For tonight, let's just recall the explanation Berlioz offers in the Preface to Roméo as to why he chose to entrust "the famous scenes of the garden and the cemetery, the dialogue of the two lovers, the asides of Juiet and the impassioned expressions of Romeo" to the orchestra alone, beyond the fact that "we're dealing with a symphony and not an opera," which of course is entirely his own distinction:
[D]uets of this nature having been treated vocally a thousand times and by the greatest masters, it was prudent as well as intriguing to attempt a different mode of expression. It's also because the very sublimeness of that love made portraying it so dangerous for the musician that he had to give his imagination a latitude that the positive sense of sung words wouldn't have allowed him, and recourse to instrumental language, a language richer, more varied, and less fixed, and, by its very vagueness, incomparably more powerful in such a case.
When I first quoted this last week, I should have pinned down on the spot what the composer was talking about, but I left it to the reader to refer back to the preview in which we'd already heard much of this sublime music. (What can I say? We had so much work to do on Part I and its connection to Berlioz' opera Béatrice et Bénédict, and we still didn't get through it!) To make partial amends, let's dip into that sublime music, first with an orchestral suite conducted by Pierre Boulez which I suddenly rediscovered while I was trying to get my Mahler CDs into some sort of order (it's a filler to his BBC Symphony performance of the Third Symphony).
BERLIOZ: Roméo et Juliette: Orchestral excerpts:
i. Part II, 2. Love Scene
ii. [15:28] Part II, 3. Queen Mab Scherzo
iii. [22:31] Part II, 1. Romeo alone -- Melancholy -- Distant noises of music and dancing -- Grand festivities at the Capulets'
New York Philharmonic, Pierre Boulez, cond. Recorded live in Lucerne, 1975
Two notes about this suite:
(1) The order, you'll note, doesn't follow that of either Shakespeare's drama or Berlioz' dramatic symphony. The "Romeo Alone" sequence begins Berlioz' Part II, and is followed by the "Love Scene" and "Queen Mab Scherzo."
(2) The standard orchestral version of the "Love Scene" begins as Berlioz wrote it, with the atmospheric orchestral introduction for full strings with selective wind participation (note the simple but haunting alternating-two-note horn solo at 0:52 in the Boulez performance). However, at about 1:11 we skip over some 80 bars of choral writing depicting the departure of the guests from the Capulets' great ball -- which in our suite hasn't even happened yet! -- taking us smack into the Adagio that marks the proper start of the "Love Scene," in which I hope you'll recognize some music we've heard before, in the preliminary telling of the story in Part I.

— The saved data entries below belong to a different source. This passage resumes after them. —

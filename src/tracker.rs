//! Active route tracking for a field worker's day.
//!
//! The tracker owns the single active [`Route`], records visits against it,
//! keeps an elapsed-time counter, and writes the whole record to its
//! [`RouteStore`] after every change so an interrupted day can be resumed.
//! A change whose save fails is rolled back and the error returned.

use chrono::{DateTime, Duration, Utc};
use serde::{Deserialize, Serialize};
use tracing::{debug, info, warn};

use crate::error::TrackerError;
use crate::model::{Route, RouteStop};
use crate::traits::{Clock, RouteStore, SystemClock};

/// Well-known storage key for the persisted active route.
pub const ACTIVE_ROUTE_KEY: &str = "active-route";

#[derive(Debug, Clone, Copy, PartialEq, Eq, Serialize, Deserialize)]
#[serde(rename_all = "camelCase")]
pub enum RouteStatus {
    /// Computed, nothing visited yet.
    Planning,
    InProgress,
    /// Every stop visited.
    Completed,
}

/// Result of an operation guarded by a user confirmation.
#[derive(Debug, Clone, Copy, PartialEq, Eq)]
pub enum ConfirmOutcome {
    Applied,
    /// The user declined; nothing changed.
    Declined,
}

/// Everything persisted for the active route.
#[derive(Debug, Clone, PartialEq, Serialize, Deserialize)]
#[serde(rename_all = "camelCase")]
pub struct ActiveRouteRecord {
    pub route: Route,
    #[serde(default)]
    pub elapsed_minutes: u32,
    #[serde(default)]
    pub timer_running: bool,
    /// Start of the minute currently being accumulated.
    #[serde(default)]
    pub timer_anchor: Option<DateTime<Utc>>,
}

impl ActiveRouteRecord {
    /// Wraps a freshly generated route; `now` stamps a route that arrives
    /// already fully visited.
    pub fn new(route: Route, now: DateTime<Utc>) -> Self {
        let mut record = Self {
            route,
            elapsed_minutes: 0,
            timer_running: false,
            timer_anchor: None,
        };
        record.normalize(now);
        record
    }

    pub fn status(&self) -> RouteStatus {
        if self.route.all_visited() {
            RouteStatus::Completed
        } else if self.route.visited_count() > 0 {
            RouteStatus::InProgress
        } else {
            RouteStatus::Planning
        }
    }

    /// Restores the completion and pointer invariants on data from outside.
    fn normalize(&mut self, now: DateTime<Utc>) {
        if !self.route.all_visited() {
            self.route.completed_at = None;
        } else if self.route.completed_at.is_none() {
            self.route.completed_at = Some(now);
        }
        self.route.current_stop_index = self.route.current_stop_index.min(self.route.last_index());
        if !self.timer_running {
            self.timer_anchor = None;
        }
    }

    /// Adds the whole minutes elapsed since the anchor. Returns true if the
    /// counter moved. Sub-minute remainders carry over to the next call.
    fn accumulate(&mut self, now: DateTime<Utc>) -> bool {
        if !self.timer_running {
            return false;
        }
        let Some(anchor) = self.timer_anchor else {
            self.timer_anchor = Some(now);
            return true;
        };

        let whole = (now - anchor).num_minutes();
        if whole <= 0 {
            return false;
        }
        let whole = u32::try_from(whole).unwrap_or(u32::MAX);
        self.elapsed_minutes = self.elapsed_minutes.saturating_add(whole);
        self.timer_anchor = Some(anchor + Duration::minutes(i64::from(whole)));
        true
    }

    fn stop_timer(&mut self, now: DateTime<Utc>) {
        self.accumulate(now);
        self.timer_running = false;
        self.timer_anchor = None;
    }
}

/// Snapshot of how far through the route the worker is.
#[derive(Debug, Clone, PartialEq)]
pub struct RouteProgress {
    pub status: RouteStatus,
    pub visited: usize,
    pub total: usize,
    pub current_stop_index: usize,
    pub remaining_miles: f64,
    pub remaining_minutes: f64,
    pub elapsed_minutes: u32,
}

pub struct ActiveRouteTracker<S, C = SystemClock> {
    store: S,
    clock: C,
    record: Option<ActiveRouteRecord>,
}

impl<S: RouteStore> ActiveRouteTracker<S, SystemClock> {
    /// Loads any persisted route from `store`.
    pub fn init(store: S) -> Result<Self, TrackerError> {
        Self::with_clock(store, SystemClock)
    }
}

impl<S: RouteStore, C: Clock> ActiveRouteTracker<S, C> {
    pub fn with_clock(store: S, clock: C) -> Result<Self, TrackerError> {
        let now = clock.now();
        let record = store.load()?.map(|mut record| {
            record.normalize(now);
            record
        });
        match &record {
            Some(record) => info!(
                route = %record.route.id,
                visited = record.route.visited_count(),
                total = record.route.stops.len(),
                "resuming persisted route"
            ),
            None => debug!("no persisted route"),
        }
        Ok(Self {
            store,
            clock,
            record,
        })
    }

    pub fn store(&self) -> &S {
        &self.store
    }

    pub fn has_route(&self) -> bool {
        self.record.is_some()
    }

    pub fn route(&self) -> Result<&Route, TrackerError> {
        Ok(&self.record()?.route)
    }

    pub fn record(&self) -> Result<&ActiveRouteRecord, TrackerError> {
        self.record.as_ref().ok_or(TrackerError::NoActiveRoute)
    }

    pub fn status(&self) -> Result<RouteStatus, TrackerError> {
        Ok(self.record()?.status())
    }

    pub fn current_stop(&self) -> Result<Option<&RouteStop>, TrackerError> {
        let route = self.route()?;
        Ok(route.stops.get(route.current_stop_index))
    }

    /// Installs a freshly generated route.
    ///
    /// Replacing an unfinished route needs `confirm_discard` to agree.
    pub fn start<F>(&mut self, route: Route, confirm_discard: F) -> Result<ConfirmOutcome, TrackerError>
    where
        F: FnOnce(&Route) -> bool,
    {
        if let Some(existing) = &self.record {
            if existing.status() != RouteStatus::Completed && !confirm_discard(&existing.route) {
                debug!(route = %existing.route.id, "kept unfinished route");
                return Ok(ConfirmOutcome::Declined);
            }
        }

        info!(route = %route.id, stops = route.stops.len(), "starting route");
        let record = ActiveRouteRecord::new(route, self.clock.now());
        self.store.save(&record)?;
        self.record = Some(record);
        Ok(ConfirmOutcome::Applied)
    }

    pub fn mark_visited(&mut self, index: usize) -> Result<RouteStatus, TrackerError> {
        self.update(|record, now| {
            check_index(&record.route, index)?;

            record.route.stops[index].visited = true;
            record.route.current_stop_index = (index + 1).min(record.route.last_index());

            if record.route.all_visited() && record.route.completed_at.is_none() {
                record.route.completed_at = Some(now);
                record.stop_timer(now);
                info!(
                    route = %record.route.id,
                    elapsed_minutes = record.elapsed_minutes,
                    "route completed"
                );
            }
            Ok(record.status())
        })
    }

    /// Does not move the current-stop pointer back.
    pub fn mark_unvisited(&mut self, index: usize) -> Result<RouteStatus, TrackerError> {
        self.update(|record, _| {
            check_index(&record.route, index)?;

            record.route.stops[index].visited = false;
            if record.route.completed_at.take().is_some() {
                debug!(route = %record.route.id, "route reopened");
            }
            Ok(record.status())
        })
    }

    /// Points the tracker at another stop; out-of-range values are clamped.
    pub fn select_stop(&mut self, index: usize) -> Result<usize, TrackerError> {
        self.update(|record, _| {
            record.route.current_stop_index = index.min(record.route.last_index());
            Ok(record.route.current_stop_index)
        })
    }

    /// Back to planning: nothing visited, pointer at the start, timer cleared.
    pub fn reset(&mut self) -> Result<(), TrackerError> {
        self.update(|record, _| {
            for stop in &mut record.route.stops {
                stop.visited = false;
            }
            record.route.current_stop_index = 0;
            record.route.completed_at = None;
            record.elapsed_minutes = 0;
            record.timer_running = false;
            record.timer_anchor = None;
            Ok(())
        })
    }

    pub fn start_timer(&mut self) -> Result<(), TrackerError> {
        self.update(|record, now| {
            if !record.timer_running {
                record.timer_running = true;
                record.timer_anchor = Some(now);
            }
            Ok(())
        })
    }

    /// Stops the timer. Any partial minute is dropped.
    pub fn pause_timer(&mut self) -> Result<u32, TrackerError> {
        self.update(|record, now| {
            if record.timer_running {
                record.stop_timer(now);
            }
            Ok(record.elapsed_minutes)
        })
    }

    /// Caller-driven clock tick; folds whole elapsed minutes into the counter.
    pub fn tick(&mut self) -> Result<u32, TrackerError> {
        self.update(|record, now| {
            record.accumulate(now);
            Ok(record.elapsed_minutes)
        })
    }

    pub fn elapsed_minutes(&self) -> Result<u32, TrackerError> {
        Ok(self.record()?.elapsed_minutes)
    }

    pub fn timer_running(&self) -> Result<bool, TrackerError> {
        Ok(self.record()?.timer_running)
    }

    pub fn progress(&self) -> Result<RouteProgress, TrackerError> {
        let record = self.record()?;
        let route = &record.route;
        let (remaining_miles, remaining_minutes) = route
            .stops
            .iter()
            .filter(|stop| !stop.visited)
            .fold((0.0, 0.0), |(miles, minutes), stop| {
                (
                    miles + stop.distance_from_previous,
                    minutes + stop.estimated_minutes_from_previous,
                )
            });

        Ok(RouteProgress {
            status: record.status(),
            visited: route.visited_count(),
            total: route.stops.len(),
            current_stop_index: route.current_stop_index,
            remaining_miles,
            remaining_minutes,
            elapsed_minutes: record.elapsed_minutes,
        })
    }

    /// Discards the active route and its persisted record.
    ///
    /// An unfinished route is only discarded if `confirm` agrees.
    pub fn close<F>(&mut self, confirm: F) -> Result<ConfirmOutcome, TrackerError>
    where
        F: FnOnce(&Route) -> bool,
    {
        let record = self.record()?;
        if record.status() != RouteStatus::Completed && !confirm(&record.route) {
            return Ok(ConfirmOutcome::Declined);
        }

        info!(route = %record.route.id, "closing route");
        self.store.clear()?;
        self.record = None;
        Ok(ConfirmOutcome::Applied)
    }

    /// Applies `change` to the active record and saves it if anything moved.
    ///
    /// If the save fails the record is restored, so memory never runs ahead
    /// of the store.
    fn update<T, F>(&mut self, change: F) -> Result<T, TrackerError>
    where
        F: FnOnce(&mut ActiveRouteRecord, DateTime<Utc>) -> Result<T, TrackerError>,
    {
        let now = self.clock.now();
        let record = self.record.as_mut().ok_or(TrackerError::NoActiveRoute)?;
        let before = record.clone();

        let value = change(record, now)?;
        if *record == before {
            return Ok(value);
        }

        if let Err(err) = self.store.save(record) {
            warn!(route = %before.route.id, error = %err, "route save failed, change rolled back");
            *record = before;
            return Err(err.into());
        }
        debug!(route = %record.route.id, "route saved");
        Ok(value)
    }
}

fn check_index(route: &Route, index: usize) -> Result<(), TrackerError> {
    if index < route.stops.len() {
        Ok(())
    } else {
        Err(TrackerError::StopOutOfRange {
            index,
            len: route.stops.len(),
        })
    }
}

#[cfg(test)]
mod tests {
    use super::*;
    use crate::model::{Coordinates, Leg, OptimizedRoute, PlanSource, Stop};
    use chrono::TimeZone;

    fn record(stop_count: usize) -> ActiveRouteRecord {
        let stops = (0..stop_count)
            .map(|i| Stop::new(format!("p{i}"), Coordinates::new(36.0, -115.0), format!("{i} Sage Ct")))
            .collect();
        let optimized = OptimizedRoute::from_legs(
            stops,
            vec![Leg::estimate(1.0, 5.0); stop_count],
            None,
            PlanSource::Local,
        );
        let now = Utc::now();
        ActiveRouteRecord::new(Route::from_optimized(&optimized, "Shop", "Shop", now), now)
    }

    fn at(minutes: i64, seconds: i64) -> DateTime<Utc> {
        Utc.timestamp_opt(minutes * 60 + seconds, 0)
            .single()
            .expect("valid timestamp")
    }

    #[test]
    fn accumulate_counts_whole_minutes_and_carries_remainder() {
        let mut record = record(2);
        record.timer_running = true;
        record.timer_anchor = Some(at(0, 0));

        assert!(!record.accumulate(at(0, 59)));
        assert!(record.accumulate(at(2, 30)));
        assert_eq!(record.elapsed_minutes, 2);
        assert_eq!(record.timer_anchor, Some(at(2, 0)));

        assert!(record.accumulate(at(3, 0)));
        assert_eq!(record.elapsed_minutes, 3);
    }

    #[test]
    fn accumulate_ignores_stopped_timer() {
        let mut record = record(1);

        assert!(!record.accumulate(at(10, 0)));
        assert_eq!(record.elapsed_minutes, 0);
    }

    #[test]
    fn accumulate_ignores_clock_going_backwards() {
        let mut record = record(1);
        record.timer_running = true;
        record.timer_anchor = Some(at(5, 0));

        assert!(!record.accumulate(at(1, 0)));
        assert_eq!(record.elapsed_minutes, 0);
    }

    #[test]
    fn normalize_clamps_pointer_and_clears_stale_completion() {
        let mut record = record(3);
        record.route.current_stop_index = 10;
        record.route.completed_at = Some(at(0, 0));

        record.normalize(at(9, 0));

        assert_eq!(record.route.current_stop_index, 2);
        assert!(record.route.completed_at.is_none());
    }

    #[test]
    fn normalize_stamps_completed_route_with_given_time() {
        let mut record = record(2);
        for stop in &mut record.route.stops {
            stop.visited = true;
        }

        record.normalize(at(42, 0));

        assert_eq!(record.route.completed_at, Some(at(42, 0)));
    }

    #[test]
    fn status_follows_visited_flags() {
        let mut record = record(2);
        assert_eq!(record.status(), RouteStatus::Planning);

        record.route.stops[0].visited = true;
        assert_eq!(record.status(), RouteStatus::InProgress);

        record.route.stops[1].visited = true;
        assert_eq!(record.status(), RouteStatus::Completed);
    }
}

AN IMPROMPTU TRIBUTE TO CESARE VALLETTI
In listening again to the "Queen Mab Scherzo," we should remember that Berlioz offers two versions of Mercutio's evocation of the minuscule queen of the fairies. In addition to the breathless orchestral showpiece we just heard, there's the Scherzetto sung by the tenor (with the semi-chorus) in Part I, which we heard last night performed by (I thought) an interesting assortment of conductors and especially tenors.
I mentioned last night that I had a clear order of preference among our three tenors. It's a pleasure to hear both competent singing and idiomatic French from Jean Dupouy (Ozawa-DG), a distinct advantage over Michigan's Kenneth Tarver (Boulez-DG). Still, Cesare Valletti (Munch-RCA) sings if anything more beautiful French, and also brings some zestfully Mercutio-like flair to Shakespeare's and Berlioz' bravura flight of fantasy.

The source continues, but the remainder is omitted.